■ EXERCISE PROMPT: Copy the records exactly, every one of them.

■ RECORDS:
______________________________

//! HTTP handlers for member-facing application endpoints

use axum::{
    extract::{Path, State},
    Json,
};
use serde::Serialize;
use uuid::Uuid;

use shared::models::application::{ApplicationForm, UpdateForm};

use crate::error::AppResult;
use crate::middleware::CurrentUser;
use crate::services::application::{ApplicationDetail, ApplicationService, ApplicationView};
use crate::services::Notifier;
use crate::AppState;

use super::{parse_member_type, SuccessResponse};

/// Response after a successful submission
#[derive(Debug, Serialize)]
pub struct SubmitResponse {
    pub success: bool,
    pub application_id: Uuid,
    pub message: String,
}

/// Submit a new membership application
pub async fn submit_application(
    State(state): State<AppState>,
    current_user: CurrentUser,
    Path(member_type): Path<String>,
    Json(form): Json<ApplicationForm>,
) -> AppResult<Json<SubmitResponse>> {
    let member_type = parse_member_type(&member_type)?;
    let notifier = Notifier::new(&state.config.smtp);
    let service = ApplicationService::new(state.db, notifier);
    let application_id = service
        .submit(current_user.0.user_id, member_type, form)
        .await?;
    Ok(Json(SubmitResponse {
        success: true,
        application_id,
        message: "ส่งใบสมัครสมาชิกเรียบร้อยแล้ว".to_string(),
    }))
}

/// List the caller's applications
pub async fn list_my_applications(
    State(state): State<AppState>,
    current_user: CurrentUser,
) -> AppResult<Json<Vec<ApplicationView>>> {
    let notifier = Notifier::new(&state.config.smtp);
    let service = ApplicationService::new(state.db, notifier);
    let applications = service.list_owned(current_user.0.user_id).await?;
    Ok(Json(applications))
}

/// Get one of the caller's applications with its full graph
pub async fn get_my_application(
    State(state): State<AppState>,
    current_user: CurrentUser,
    Path((member_type, application_id)): Path<(String, Uuid)>,
) -> AppResult<Json<ApplicationDetail<ApplicationView>>> {
    let member_type = parse_member_type(&member_type)?;
    let notifier = Notifier::new(&state.config.smtp);
    let service = ApplicationService::new(state.db, notifier);
    let detail = service
        .get_owned(current_user.0.user_id, member_type, application_id)
        .await?;
    Ok(Json(detail))
}

/// Resubmit a rejected application with replacement data
pub async fn resubmit_application(
    State(state): State<AppState>,
    current_user: CurrentUser,
    Path((member_type, application_id)): Path<(String, Uuid)>,
    Json(form): Json<UpdateForm>,
) -> AppResult<Json<SuccessResponse>> {
    let member_type = parse_member_type(&member_type)?;
    let notifier = Notifier::new(&state.config.smtp);
    let service = ApplicationService::new(state.db, notifier);
    service
        .resubmit(current_user.0.user_id, member_type, application_id, form)
        .await?;
    Ok(Json(SuccessResponse::new(
        "ส่งข้อมูลใบสมัครที่แก้ไขแล้วเรียบร้อย",
    )))
}
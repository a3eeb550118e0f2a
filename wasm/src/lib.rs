//! WebAssembly module for the FTI Member Portal
//!
//! Provides client-side validation for the public application forms so
//! applicants see identifier errors before submitting.

use wasm_bindgen::prelude::*;

// Re-export shared types for use in JavaScript
pub use shared::models::*;
pub use shared::types::*;
pub use shared::validation::*;

/// Initialize the WASM module
#[wasm_bindgen(start)]
pub fn init() {
    // Set up panic hook for better error messages in browser console
    #[cfg(feature = "console_error_panic_hook")]
    console_error_panic_hook::set_once();
}

/// Validate a Thai tax ID (13 digits)
#[wasm_bindgen]
pub fn check_tax_id(tax_id: &str) -> bool {
    validate_thai_tax_id(tax_id).is_ok()
}

/// Validate a Thai national ID card number, including the checksum
#[wasm_bindgen]
pub fn check_national_id(id: &str) -> bool {
    validate_thai_national_id(id).is_ok()
}

/// Validate a Thai phone number
#[wasm_bindgen]
pub fn check_phone(phone: &str) -> bool {
    validate_thai_phone(phone).is_ok()
}

/// Validate a Thai postal code
#[wasm_bindgen]
pub fn check_postal_code(postal_code: &str) -> bool {
    validate_thai_postal_code(postal_code).is_ok()
}

/// Validate an email address
#[wasm_bindgen]
pub fn check_email(email: &str) -> bool {
    validate_email(email).is_ok()
}

/// Validate a representative list given as JSON; returns an error message
/// or an empty string when the list is valid
#[wasm_bindgen]
pub fn check_representatives(representatives_json: &str) -> String {
    let representatives: Vec<RepresentativePayload> =
        match serde_json::from_str(representatives_json) {
            Ok(parsed) => parsed,
            Err(e) => return format!("Invalid representatives JSON: {}", e),
        };

    match validate_representatives(&representatives) {
        Ok(()) => String::new(),
        Err(msg) => msg.to_string(),
    }
}

/// Validate an address list given as JSON; returns an error message or an
/// empty string when the list is valid
#[wasm_bindgen]
pub fn check_addresses(addresses_json: &str) -> String {
    let addresses: Vec<AddressPayload> = match serde_json::from_str(addresses_json) {
        Ok(parsed) => parsed,
        Err(e) => return format!("Invalid addresses JSON: {}", e),
    };

    match validate_addresses(&addresses) {
        Ok(()) => String::new(),
        Err(msg) => msg.to_string(),
    }
}

/// Display name for a membership type code, in Thai
#[wasm_bindgen]
pub fn member_type_name_th(code: &str) -> String {
    MemberType::from_str(code)
        .map(|t| t.display_name_th().to_string())
        .unwrap_or_default()
}

/// Display name for a status code, in Thai
#[wasm_bindgen]
pub fn status_name_th(code: i16) -> String {
    ApplicationStatus::from_code(code)
        .map(|s| s.display_name_th().to_string())
        .unwrap_or_default()
}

______________________________

■ RESPONSE AREA:
//! HTTP handlers for member-facing application endpoints

use axum::{
    extract::{Path, State},
    Json,
};
use serde::Serialize;
use uuid::Uuid;

use shared::models::application::{ApplicationForm, UpdateForm};

use crate::error::AppResult;
use crate::middleware::CurrentUser;
use crate::services::application::{ApplicationDetail, ApplicationService, ApplicationView};
use crate::services::Notifier;
use crate::AppState;

use super::{parse_member_type, SuccessResponse};

/// Response after a successful submission
#[derive(Debug, Serialize)]
pub struct SubmitResponse {
    pub success: bool,
    pub application_id: Uuid,
    pub message: String,
}

/// Submit a new membership application
pub async fn submit_application(
    State(state): State<AppState>,
    current_user: CurrentUser,
    Path(member_type): Path<String>,
    Json(form): Json<ApplicationForm>,
) -> AppResult<Json<SubmitResponse>> {
    let member_type = parse_member_type(&member_type)?;
    let notifier = Notifier::new(&state.config.smtp);
    let service = ApplicationService::new(state.db, notifier);
    let application_id = service
        .submit(current_user.0.user_id, member_type, form)
        .await?;
    Ok(Json(SubmitResponse {
        success: true,
        application_id,
        message: "ส่งใบสมัครสมาชิกเรียบร้อยแล้ว".to_string(),
    }))
}

/// List the caller's applications
pub async fn list_my_applications(
    State(state): State<AppState>,
    current_user: CurrentUser,
) -> AppResult<Json<Vec<ApplicationView>>> {
    let notifier = Notifier::new(&state.config.smtp);
    let service = ApplicationService::new(state.db, notifier);
    let applications = service.list_owned(current_user.0.user_id).await?;
    Ok(Json(applications))
}

/// Get one of the caller's applications with its full graph
pub async fn get_my_application(
    State(state): State<AppState>,
    current_user: CurrentUser,
    Path((member_type, application_id)): Path<(String, Uuid)>,
) -> AppResult<Json<ApplicationDetail<ApplicationView>>> {
    let member_type = parse_member_type(&member_type)?;
    let notifier = Notifier::new(&state.config.smtp);
    let service = ApplicationService::new(state.db, notifier);
    let detail = service
        .get_owned(current_user.0.user_id, member_type, application_id)
        .await?;
    Ok(Json(detail))
}

/// Resubmit a rejected application with replacement data
pub async fn resubmit_application(
    State(state): State<AppState>,
    current_user: CurrentUser,
    Path((member_type, application_id)): Path<(String, Uuid)>,
    Json(form): Json<UpdateForm>,
) -> AppResult<Json<SuccessResponse>> {
    let member_type = parse_member_type(&member_type)?;
    let notifier = Notifier::new(&state.config.smtp);
    let service = ApplicationService::new(state.db, notifier);
    service
        .resubmit(current_user.0.user_id, member_type, application_id, form)
        .await?;
    Ok(Json(SuccessResponse::new(
        "ส่งข้อมูลใบสมัครที่แก้ไขแล้วเรียบร้อย",
    )))
}
repository a3eeb550118e0f2a
filename wasm/src/lib.rs
//! WebAssembly module for the FTI Member Portal
//!
//! Provides client-side validation for the public application forms so
//! applicants see identifier errors before submitting.

use wasm_bindgen::prelude::*;

// Re-export shared types for use in JavaScript
pub use shared::models::*;
pub use shared::types::*;
pub use shared::validation::*;

/// Initialize the WASM module
#[wasm_bindgen(start)]
pub fn init() {
    // Set up panic hook for better error messages in browser console
    #[cfg(feature = "console_error_panic_hook")]
    console_error_panic_hook::set_once();
}

/// Validate a Thai tax ID (13 digits)
#[wasm_bindgen]
pub fn check_tax_id(tax_id: &str) -> bool {
    validate_thai_tax_id(tax_id).is_ok()
}

/// Validate a Thai national ID card number, including the checksum
#[wasm_bindgen]
pub fn check_national_id(id: &str) -> bool {
    validate_thai_national_id(id).is_ok()
}

/// Validate a Thai phone number
#[wasm_bindgen]
pub fn check_phone(phone: &str) -> bool {
    validate_thai_phone(phone).is_ok()
}

/// Validate a Thai postal code
#[wasm_bindgen]
pub fn check_postal_code(postal_code: &str) -> bool {
    validate_thai_postal_code(postal_code).is_ok()
}

/// Validate an email address
#[wasm_bindgen]
pub fn check_email(email: &str) -> bool {
    validate_email(email).is_ok()
}

/// Validate a representative list given as JSON; returns an error message
/// or an empty string when the list is valid
#[wasm_bindgen]
pub fn check_representatives(representatives_json: &str) -> String {
    let representatives: Vec<RepresentativePayload> =
        match serde_json::from_str(representatives_json) {
            Ok(parsed) => parsed,
            Err(e) => return format!("Invalid representatives JSON: {}", e),
        };

    match validate_representatives(&representatives) {
        Ok(()) => String::new(),
        Err(msg) => msg.to_string(),
    }
}

/// Validate an address list given as JSON; returns an error message or an
/// empty string when the list is valid
#[wasm_bindgen]
pub fn check_addresses(addresses_json: &str) -> String {
    let addresses: Vec<AddressPayload> = match serde_json::from_str(addresses_json) {
        Ok(parsed) => parsed,
        Err(e) => return format!("Invalid addresses JSON: {}", e),
    };

    match validate_addresses(&addresses) {
        Ok(()) => String::new(),
        Err(msg) => msg.to_string(),
    }
}

/// Display name for a membership type code, in Thai
#[wasm_bindgen]
pub fn member_type_name_th(code: &str) -> String {
    MemberType::from_str(code)
        .map(|t| t.display_name_th().to_string())
        .unwrap_or_default()
}

/// Display name for a status code, in Thai
#[wasm_bindgen]
pub fn status_name_th(code: i16) -> String {
    ApplicationStatus::from_code(code)
        .map(|s| s.display_name_th().to_string())
        .unwrap_or_default()
}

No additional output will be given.